流石セレスティアンはウィスに強いらしい、踏んできた場数が違う。
「何度やっても奥が深いねー、攻撃すればいいってものじゃないんだもん」
さっき攻撃して返され、危く自分のところに戻ってくるかもヒヤヒヤしていたファラが
カードを見詰めながら苦く笑う。
「ゲームと思って甘く見ると酷い目に合うな、これは頭脳戦に他ならない」
このメンバーの中では早く抜けたキールがリッドを嘲笑う。
「とにかくもう1勝負だ、メルディ配ってくれ」
「はいな! メルディにお任せあれ〜♪」
皆のカードを一纏めにしてメルディがリズムカルにカードを切り始めた。
「では、もう1勝負です。皆さん手加減話ですよ?」
「手加減したくても出来ない奴がいるけどな」
「うるせぇ、キール負かす!」
「あらら、珍しくリッドの闘志に火がついちゃったね」
ファラが笑った。
それにつられてキールも笑う。
ウィスは皆を笑顔にするな! と思いながらメルディも笑った。
一同が夢中になっている間に、いつの間にやら他の温泉客も集まり、人だかりになっていた。

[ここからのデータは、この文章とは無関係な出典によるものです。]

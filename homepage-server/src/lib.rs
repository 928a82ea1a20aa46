use anyhow::Context;
use axum::http::StatusCode;
use sqlx::sqlite::{SqliteConnectOptions, SqlitePool, SqlitePoolOptions};
use std::path::{Path, PathBuf};
use std::str::FromStr;
use std::sync::Arc;

pub mod config;
pub mod controllers;
pub mod routes;
pub mod store;

pub use config::{Config, RunMode};
pub use store::{MessageStore, SqliteMessageStore, StoreError};

pub const MEMORY_URL: &str = "sqlite::memory:";

#[derive(Clone)]
pub struct AppState {
    /// Unico handle allo store, creato all'avvio.
    pub store: Arc<dyn MessageStore>,
    pub expose_error_details: bool,
}

impl AppState {
    pub fn new(store: Arc<dyn MessageStore>, expose_error_details: bool) -> Self {
        Self { store, expose_error_details }
    }
}

// Dato un percorso di file, restituisce un URL SQLite valido. Crea le directory genitrici se non esistono.
pub fn sqlite_url_for_path(p: &Path) -> anyhow::Result<String> {
    let abs = if p.is_absolute() {
        p.to_path_buf()
    } else {
        std::env::current_dir()?.join(p)
    };
    if let Some(parent) = abs.parent() {
        std::fs::create_dir_all(parent)
            .with_context(|| format!("create parent dirs for {:?}", parent))?;
    }
    let s = abs.to_string_lossy().replace('\\', "/");
    Ok(format!("sqlite://{}", s))
}

/// Trasforma il valore di DB_CONNECTION_STRING / DATABASE_URL in un URL SQLite.
/// "sqlite::memory:" passa invariato, i prefissi "sqlite://" vengono tolti per ottenere il percorso.
pub fn build_sqlite_url(raw: &str) -> anyhow::Result<String> {
    if raw == MEMORY_URL {
        return Ok(raw.to_string());
    }
    let path_part = raw
        .trim_start_matches("sqlite:///")
        .trim_start_matches("sqlite://")
        .trim_start_matches("sqlite:");
    // "sqlite:///abs/path" perde lo slash iniziale con il trim sopra
    let path = if raw.starts_with("sqlite:///") {
        PathBuf::from(format!("/{}", path_part))
    } else {
        PathBuf::from(path_part)
    };
    sqlite_url_for_path(&path)
}

// Connect to the database and return a connection pool.
pub async fn connect_pool(db_url: &str) -> anyhow::Result<SqlitePool> {
    let options = SqliteConnectOptions::from_str(db_url)
        .with_context(|| format!("parse sqlite url {}", db_url))?
        .create_if_missing(true);

    // ogni connessione a :memory: vede un database diverso, quindi una sola connessione che non scade
    let pool_options = if db_url == MEMORY_URL {
        SqlitePoolOptions::new()
            .max_connections(1)
            .idle_timeout(None)
            .max_lifetime(None)
    } else {
        SqlitePoolOptions::new()
    };

    let pool = pool_options
        .connect_with(options)
        .await
        .with_context(|| format!("connect to sqlite via {}", db_url))?;
    Ok(pool)
}

// Crea la tabella dei messaggi se non esiste.
pub async fn run_migrations(pool: &SqlitePool) -> anyhow::Result<()> {
    let stmts = [
        r#"
        CREATE TABLE IF NOT EXISTS messages (
            message_id TEXT PRIMARY KEY,
            name       TEXT NOT NULL,
            message    TEXT NOT NULL,
            created_at TEXT NOT NULL
        );"#,
    ];
    for s in &stmts {
        sqlx::query(s)
            .execute(pool)
            .await
            .with_context(|| format!("apply migration: {}", &s[..s.len().min(40)].replace('\n', " ")))?;
    }
    Ok(())
}

/// Controlla lo stato di salute dello store.
pub async fn health(state: &AppState) -> StatusCode {
    match state.store.ping().await {
        Ok(()) => StatusCode::OK,
        Err(e) => {
            tracing::warn!(error = %e, "health check failed");
            StatusCode::SERVICE_UNAVAILABLE
        }
    }
}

ウィルがインフェリアに普及する日も、そう遠くはないのかもしれない。
〜後書き〜
コップ様リクエスト作品、晶霊温泉シリーズ完結です。
リクエストして頂いて何気に1年半以上お待たせ致しました事をお詫び申し上げます。
ちょっと時間空きすぎですね、スイマセン;;
分けなくても良かったかな…ちょっと後悔(_ _;;)
思いの他短くなってしまったorz
いつも以上に短いですが、少しでも楽しんでいただけたら嬉しいです。
では、ここまで読んでいただきありがとうございました。